Further, another study was reported using Tunisian EPF sera[70]. These authors utilized the rationale that PF and EPF sera react strongly against one of the ectodomains of the mature form of Desmoglein 1. Based on geographic clustering of cases, FS is thought to have at least one (as yet unidentified) environmental trigger. In this study, the authors searched for Dsg1 antibodies in sera from parasitic disease patients (leishmaniasis, Chagas disease and onchocerciasis), and infectious disease patients (leprosy and South American (SA) blastomycosis), which are prevalent in the same geographic regions of Brazil as FS. A specific and sensitive Dsg1 ELISA detected antibodies in 34 of 41 onchocerciasis sera (83%), 38 of 88 leishmaniasis sera (43%), 18 of 31 Chagas disease sera (58%), 7 of 28 SA blastomycosis sera (25%) and in 14 of 83 leprosy sera (17%). These sera recognized epitopes restricted to the Dsg1 EC5 domain.
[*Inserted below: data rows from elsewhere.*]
use super::environment::Environment;
use crate::errors::{RuntimeError, RuntimeResult};
use crate::frontend::grammar::{Expr, ExprType, FuncInfo, InfixOperator, ListRef};

use std::io::{self, BufRead, BufReader, Write};

pub struct Interpreter<W: Write> {
    pub env: Environment,
    pub(super) output: W,
    input: Box<dyn BufRead>,
}

impl Interpreter<io::Stdout> {
    /// Interpreter attached to the process's stdin and stdout.
    pub fn new() -> Self {
        let stdin = Box::new(BufReader::new(io::stdin()));
        Interpreter::with_io(Environment::new(), io::stdout(), stdin)
    }
}

impl Default for Interpreter<io::Stdout> {
    fn default() -> Self {
        Self::new()
    }
}

impl<W: Write> Interpreter<W> {
    pub fn with_io(env: Environment, output: W, input: Box<dyn BufRead>) -> Self {
        Interpreter { env, output, input }
    }

    /// Gives back the output sink, e.g. to read captured text.
    pub fn into_output(self) -> W {
        self.output
    }

    /// Evaluates statements in order and returns a snapshot of each result.
    /// The first failure is appended as an `Error` value and also written to
    /// the output; the remaining statements are skipped.
    pub fn eval_statements(&mut self, stmts: &[Expr]) -> Vec<Expr> {
        let mut results = Vec::with_capacity(stmts.len());

        for stmt in stmts.iter() {
            match self.eval_expression(stmt) {
                Ok(value) => results.push(value.deep_copy()),
                Err(error) => {
                    results.push(self.report_error(&error));
                    break;
                }
            }
        }

        results
    }

    /// Turns an error into its `Error` value and logs the message.
    pub fn report_error(&mut self, error: &RuntimeError) -> Expr {
        let message = error.to_string();
        if let Err(e) = writeln!(self.output, "{}", message) {
            eprintln!("could not write error message: {}", e);
        }
        Expr::new(ExprType::Error(message), error.line_num)
    }

    /// Reads one line from the input source without its line terminator.
    /// Returns `None` once the input is exhausted.
    pub fn read_line(&mut self) -> io::Result<Option<String>> {
        let mut line = String::new();
        if self.input.read_line(&mut line)? == 0 {
            return Ok(None);
        }
        let len = line.trim_end_matches(&['\r', '\n'][..]).len();
        line.truncate(len);
        Ok(Some(line))
    }

    pub(super) fn write_line(&mut self, line: &str, line_num: usize) -> RuntimeResult<()> {
        writeln!(self.output, "{}", line)
            .map_err(|e| RuntimeError::new(line_num, format!("could not write output: {}", e)))
    }

    pub fn eval_expression(&mut self, expr: &Expr) -> RuntimeResult<Expr> {
        #[cfg(feature = "trace-execution")]
        eprintln!("[line {}] {}", expr.line_num, expr.ast_string());

        match &expr.expr {
            ExprType::Number(_)
            | ExprType::String(_)
            | ExprType::Boolean(_)
            | ExprType::Closure(..)
            | ExprType::Builtin(_)
            | ExprType::Output(_)
            | ExprType::Error(_) => Ok(expr.clone()),
            ExprType::Function(func) => Ok(Expr::new(
                ExprType::Closure(func.clone(), self.env.clone()),
                expr.line_num,
            )),
            ExprType::List(values) => {
                // A list literal builds new storage each time it runs.
                let values = values.borrow().clone();
                let mut evaluated = Vec::with_capacity(values.len());
                for value in values.iter() {
                    evaluated.push(self.eval_expression(value)?);
                }
                Ok(Expr::list(evaluated, expr.line_num))
            }
            ExprType::Identifier(name) => self
                .env
                .get_at_line(name, expr.line_num)
                .ok_or_else(|| {
                    RuntimeError::new(expr.line_num, format!("undefined variable: {}", name))
                }),
            ExprType::Assignment(name, value) => {
                let value = self.eval_expression(value)?;
                self.env.define(name.clone(), value.clone());
                Ok(value)
            }
            ExprType::Prefix(op, operand) => {
                let value = self.eval_expression(operand)?;
                Expr::apply_prefix_op(*op, value)
            }
            ExprType::Postfix(op, operand) => {
                let value = self.eval_expression(operand)?;
                Expr::apply_postfix_op(*op, value)
            }
            ExprType::Infix(InfixOperator::Send, lhs, rhs) => self.eval_send(lhs, rhs),
            ExprType::Infix(op, lhs, rhs) => {
                let lhs = self.eval_expression(lhs)?;
                let rhs = self.eval_expression(rhs)?;
                Expr::apply_infix_op(*op, lhs, rhs)
            }
            ExprType::FunctionCall(callee, args) => self.eval_func_call(callee, args),
            ExprType::When(switch, cases) => {
                self.eval_when(switch.as_deref(), cases, expr.line_num)
            }
            ExprType::ForLoop(ident, values, condition, body) => {
                self.eval_for_loop(ident, values, condition, body, expr.line_num)
            }
        }
    }

    /// `callee <- value`. A bare identifier on the left that is not bound is
    /// reported as a missing function rather than a missing variable.
    fn eval_send(&mut self, lhs: &Expr, rhs: &Expr) -> RuntimeResult<Expr> {
        let lhs = match &lhs.expr {
            ExprType::Identifier(name) => {
                self.env.get_at_line(name, lhs.line_num).ok_or_else(|| {
                    RuntimeError::new(lhs.line_num, format!("undefined function: {}", name))
                })?
            }
            _ => self.eval_expression(lhs)?,
        };
        let rhs = self.eval_expression(rhs)?;

        let result = Expr::apply_infix_op(InfixOperator::Send, lhs, rhs)?;
        match result.expr {
            ExprType::FunctionCall(..) => self.eval_expression(&result),
            _ => Ok(result),
        }
    }

    fn eval_func_call(&mut self, callee: &Expr, args: &ListRef) -> RuntimeResult<Expr> {
        let args = args.borrow().clone();
        match &callee.expr {
            ExprType::Closure(func, closure) => {
                self.call_function(func, closure, args, callee.line_num)
            }
            ExprType::Builtin(builtin) => self.call_builtin(*builtin, args, callee.line_num),
            _ => panic!("{} is not callable", callee.type_name()),
        }
    }

    /// Runs the body in a new scope whose parent is the scope the function
    /// was created in.
    fn call_function(
        &mut self,
        func: &FuncInfo,
        closure: &Environment,
        args: Vec<Expr>,
        line_num: usize,
    ) -> RuntimeResult<Expr> {
        if func.params.len() != args.len() {
            return Err(RuntimeError::new(
                line_num,
                format!(
                    "incorrect number of arguments. Expected {} but got {}.",
                    func.params.len(),
                    args.len()
                ),
            ));
        }

        let prev_env = self.env.clone();
        self.env = Environment::with_enclosing(closure);

        for (param, arg) in func.params.iter().zip(args.into_iter()) {
            self.env.define(param.clone(), arg);
        }

        let result = self.eval_expression(&func.body);

        // Reset to the caller's environment.
        self.env = prev_env;
        result
    }

    /// The switch is evaluated once and compared against each case in turn.
    /// Without a switch, each condition must be a Boolean and the first `true`
    /// wins. The last case is the `else` branch and is taken unconditionally.
    fn eval_when(
        &mut self,
        switch: Option<&Expr>,
        cases: &[(Expr, Expr)],
        line_num: usize,
    ) -> RuntimeResult<Expr> {
        let requires_boolean = switch.is_none();
        let switch = match switch {
            Some(switch) => self.eval_expression(switch)?,
            None => Expr::boolean(true, line_num),
        };

        let ((_, else_result), cases) = match cases.split_last() {
            Some(split) => split,
            None => unreachable!("when expression without an else case"),
        };

        for (condition, result) in cases.iter() {
            let value = self.eval_expression(condition)?;

            if requires_boolean && !matches!(value.expr, ExprType::Boolean(_)) {
                return Err(RuntimeError::new(
                    value.line_num,
                    format!(
                        "invalid type for when conditional expression: {}",
                        value.type_name()
                    ),
                ));
            }

            if value == switch {
                return self.eval_expression(result);
            }
        }

        self.eval_expression(else_result)
    }

    fn eval_for_loop(
        &mut self,
        ident: &str,
        values: &Expr,
        condition: &Expr,
        body: &Expr,
        line_num: usize,
    ) -> RuntimeResult<Expr> {
        let source = self.eval_expression(values)?;
        let elements = match &source.expr {
            // Iterate over a snapshot so the body may append to the source.
            ExprType::List(values) => values.borrow().clone(),
            _ => {
                return Err(RuntimeError::new(
                    source.line_num,
                    format!("expected List, got {}", source.type_name()),
                ))
            }
        };

        let prev_env = self.env.clone();
        self.env = Environment::with_enclosing(&prev_env);

        let result = self.collect_for_loop(ident, elements, condition, body);

        // Reset to enclosing environment.
        self.env = prev_env;
        Ok(Expr::list(result?, line_num))
    }

    fn collect_for_loop(
        &mut self,
        ident: &str,
        elements: Vec<Expr>,
        condition: &Expr,
        body: &Expr,
    ) -> RuntimeResult<Vec<Expr>> {
        let mut collected = vec![];

        for element in elements.into_iter() {
            self.env.define(ident.to_owned(), element);

            let keep = self.eval_expression(condition)?;
            match keep.expr {
                ExprType::Boolean(true) => collected.push(self.eval_expression(body)?),
                ExprType::Boolean(false) => {}
                _ => {
                    return Err(RuntimeError::new(
                        keep.line_num,
                        format!(
                            "invalid type for for-loop conditional expression: {}",
                            keep.type_name()
                        ),
                    ))
                }
            }
        }

        Ok(collected)
    }
}

#[cfg(test)]
mod tests {
    use super::*;
    use crate::frontend::{parse_source, Vocabulary};

    fn interpreter() -> Interpreter<Vec<u8>> {
        Interpreter::with_io(Environment::new(), vec![], Box::new(io::empty()))
    }

    fn run(interpreter: &mut Interpreter<Vec<u8>>, source: &str) -> Vec<String> {
        let stmts = parse_source(source, &Vocabulary::default()).unwrap();
        interpreter
            .eval_statements(&stmts)
            .iter()
            .map(|e| e.to_string())
            .collect()
    }

    fn eval(source: &str) -> Vec<String> {
        run(&mut interpreter(), source)
    }

    #[test]
    fn test_batch_stops_at_first_error() {
        assert_eq!(
            eval("1 / 0; 2 + 2;"),
            vec!["Error at line 1: cannot divide by zero"]
        );
        assert_eq!(
            eval("1;\n2;\nx;\n4;"),
            vec!["1", "2", "Error at line 3: undefined variable: x"]
        );
    }

    #[test]
    fn test_error_is_logged() {
        let mut interpreter = interpreter();
        run(&mut interpreter, "\n\nfoo <- (1,);");
        let output = String::from_utf8(interpreter.into_output()).unwrap();
        assert_eq!(output, "Error at line 3: undefined function: foo\n");
    }

    #[test]
    fn test_snapshots_are_not_aliased() {
        assert_eq!(
            eval("a = (1,); a <- 2; a <- 3;"),
            vec!["(1)", "(1, 2)", "(1, 2, 3)"]
        );
    }

    #[test]
    fn test_aliasing_is_observable() {
        assert_eq!(eval("a = (1,); b = a; b <- 2; a;")[3], "(1, 2)");
        assert_eq!(eval("a = (1,); b = a + (); b <- 2; a;")[3], "(1)");
    }

    #[test]
    fn test_functions() {
        assert_eq!(eval("add = func a, b: a + b; add <- (1, 2);")[1], "3");
        assert_eq!(
            eval("fac = func n: when n: is 0: 1 else: n * (fac <- (n - 1,)); fac <- (5,);")[1],
            "120"
        );
        assert_eq!(
            eval("f = func a: a;\nf <- (1, 2);")[1],
            "Error at line 2: incorrect number of arguments. Expected 1 but got 2."
        );
    }

    #[test]
    fn test_scope_is_restored() {
        assert_eq!(eval("x = 1; f = func: x = 2; f <- (); x;")[3], "1");
        assert_eq!(
            eval("f = func a: a / 0; f <- (1,); a;")[1],
            "Error at line 1: cannot divide by zero"
        );

        let mut interpreter = interpreter();
        let globals = interpreter.env.clone();
        run(&mut interpreter, "f = func a: a / 0; f <- (1,);");
        assert_eq!(interpreter.env, globals);
        assert!(interpreter.env.get("a").is_none());
    }

    #[test]
    fn test_functions_capture_their_scope() {
        assert_eq!(
            eval("make = func x: func y: x + y; add2 = make <- (2,); add2 <- (3,);")[2],
            "5"
        );
        assert_eq!(
            eval("x = 10; get_x = func: x; shadow = func x: get_x <- (); shadow <- (5,);")[3],
            "10"
        );
    }

    #[test]
    fn test_closures_share_captured_lists() {
        let results = eval(
            "make = func items: func x: items <- x;\n\
             acc = make <- ((),);\n\
             acc <- (1,);\n\
             acc <- (2,);",
        );
        assert_eq!(results[3], "(1, 2)");
    }

    #[test]
    fn test_when() {
        assert_eq!(eval("a = 2; when a: is 1: \"1\" else: \"0\";")[1], "\"0\"");
        assert_eq!(eval("a = 1; when a: is 1: \"1\" else: \"0\";")[1], "\"1\"");
        assert_eq!(eval("x = 5; when: x < 0: -1 x > 0: 1 else: 0;")[1], "1");
        assert_eq!(
            eval("when: 1: 2 else: 3;")[0],
            "Error at line 1: invalid type for when conditional expression: Number"
        );
    }

    #[test]
    fn test_when_with_boolean_switch_compares_by_value() {
        assert_eq!(
            eval("flag = true; when flag: is 1: \"one\" else: \"other\";")[1],
            "\"other\""
        );
        assert_eq!(
            eval("flag = false; when flag: is true: 1 is false: 0 else: 2;")[1],
            "0"
        );
    }

    #[test]
    fn test_when_evaluates_switch_once() {
        let results = eval("l = (); when l <- 1: is (1, 2): \"a\" else: \"b\"; l;");
        assert_eq!(results[1], "\"b\"");
        assert_eq!(results[2], "(1)");
    }

    #[test]
    fn test_for_loop() {
        assert_eq!(eval("for i in (1, 2, 3): i + 1;"), vec!["(2, 3, 4)"]);
        assert_eq!(
            eval("for i in (0, 1, 2, 3, 4) if i % 2 == 0: i;"),
            vec!["(0, 2, 4)"]
        );
        assert_eq!(eval("for i in 5: i;")[0], "Error at line 1: expected List, got Number");
        assert_eq!(
            eval("for i in (1,) if i: i;")[0],
            "Error at line 1: invalid type for for-loop conditional expression: Number"
        );
        assert_eq!(eval("for i in (1, 2): i; i;")[1], "Error at line 1: undefined variable: i");
    }

    #[test]
    fn test_identifier_line_is_use_site() {
        assert_eq!(
            eval("x = \"a\";\n\nx + 1;")[1],
            "Error at line 3: invalid types String and Number for PLUS"
        );
    }
}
Thus, these findings identify several potential etiological factors for FS. We further hypothesize that a component of insect vector saliva, rather than the parasite itself, may trigger an antibody response to Dsg1 EC-5. The authors suggested that in persons with the known HLA susceptibility alleles (and living in endemic areas), an additional response to the Dsg1 EC1-2 domains may subsequently develop (by epitope spreading from the EC5 domain), resulting in a classic presentation of clinical FS. Finally the complexity of this disease based on current and past studies demonstrating several abnormalities in patients necropsies affected by EPF[72] demonstrated that is a very complex disease.
Conclusion
EPF diseases seem to be more complex than originally thought. The description of three endemic variants, including classical Brazilian FS, Tunisian and El Bagre-EPF support further research to identify disease trigger associations, and thus further explain the endemic nature of these disorders.